Sojung berani bersumpah, hatinya benar-benar terkejut saat mendengar perkataan dari mulut Seokjin.
"Dia udah meninggal, Jung."
Sojung mendadak membeku, pikirannya benar-benar kosong. Tapi hatinya merasakan kesedihan, juga rasa terkejut akibat kabar berita yang terlalu tiba-tiba baginya.
"Bapak lagi nggak bercanda, 'kan?" tanya Sojung.
"Hal kayak gini emangnya pantes saya bercandain?" tanya balik Seokjin. Kemudian laki-laki itu kembali mengeluarkan kekehannya, "Dia beneran udah meninggal, Jung. Belum lama ini ... jadi ya sedih-sedihannya masih berasa."

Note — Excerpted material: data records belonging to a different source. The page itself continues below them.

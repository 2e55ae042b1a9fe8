//! Error types for bup

use thiserror::Error;

/// Toast text for transport failures.
pub const NETWORK_ERROR_MESSAGE: &str = "Network error. Please check your connection and try again.";

#[derive(Error, Debug)]
pub enum Error {
    #[error("Please log in to continue")]
    NotLoggedIn,

    #[error("Invalid email address: {0}")]
    InvalidEmail(String),

    #[error("Invalid verification code: {0}")]
    InvalidOtp(String),

    #[error("Network error: {0}")]
    Network(#[from] reqwest::Error),

    #[error("Server returned {status}: {message}")]
    Api { status: u16, message: String },

    #[error("Unexpected response: {0}")]
    UnexpectedResponse(String),

    #[error("Invalid status: {0}")]
    InvalidStatus(String),

    #[error("Invalid priority: {0}")]
    InvalidPriority(String),

    #[error("Invalid theme preference: {0}")]
    InvalidTheme(String),

    #[error("Invalid section: {0}")]
    InvalidSection(String),

    #[error("IO error: {0}")]
    Io(#[from] std::io::Error),

    #[error("JSON error: {0}")]
    Json(#[from] serde_json::Error),

    #[error("Invalid config: {0}")]
    Config(String),

    #[error("{0}")]
    Other(String),
}

impl Error {
    /// Text shown to the user when an operation fails.
    ///
    /// Server messages pass through untouched; transport failures collapse
    /// into one generic message.
    pub fn user_message(&self) -> String {
        match self {
            Error::Network(_) => NETWORK_ERROR_MESSAGE.to_string(),
            Error::Api { message, .. } => message.clone(),
            Error::NotLoggedIn => "Please log in to submit an issue".to_string(),
            other => other.to_string(),
        }
    }

    pub fn is_network(&self) -> bool {
        matches!(self, Error::Network(_))
    }
}

#[cfg(test)]
mod tests {
    use super::*;

    #[test]
    fn test_api_message_passes_through() {
        let err = Error::Api {
            status: 400,
            message: "Room is required".into(),
        };
        assert_eq!(err.user_message(), "Room is required");
    }

    #[test]
    fn test_validation_message() {
        let err = Error::InvalidOtp("12ab".into());
        assert_eq!(err.user_message(), "Invalid verification code: 12ab");
    }
}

Ya ampun, Sojung rasanya ingin sekali ikut melirih. Seokjin pasti masih terpukul, karena baru saja kehilangan istri yang dia sayang. Belum lagi, Yoona pergi dengan meninggalkan Fany. Seokjin sekarang yang harus mengurus segala keperluan anak gadis―ponakannya―itu; tentu saja bersama dengan Ibunya.
"Pak ... saya minta maaf lagi, kalau suasana hati Bapak mungkin berubah jadi sedih lagi gara-gara pertanyaan saya," kata Sojung. "Tapi saya berani sumpah, saya nggak punya niat yang aneh-aneh. Saya cuma pengen tau kondisi Ibunya Fany aja."
"Saya tau kok," sahut Seokjin. "Kamu santai aja, lagian kamu juga boleh tau kalau dia udah nggak ada."
Walau Seokjin nampak sudah memaafkan semua kesalahannya, Sojung masih merasa tidak enak hati. Sampai akhirnya kecanggungan kembali menghampirinya. Sojung enggan mengajak Seokjin bicara lagi.
Katanya, takut salah angkat topik pembicaraan lagi.
Namun Seokjin yang peka bahwa Sojung merasa canggung, langsung kembali berkata. "Sebelum Ibunya Fany meninggal, dia sempet titip pesan sama saya. Pesannya itu ... buat kamu, Jung."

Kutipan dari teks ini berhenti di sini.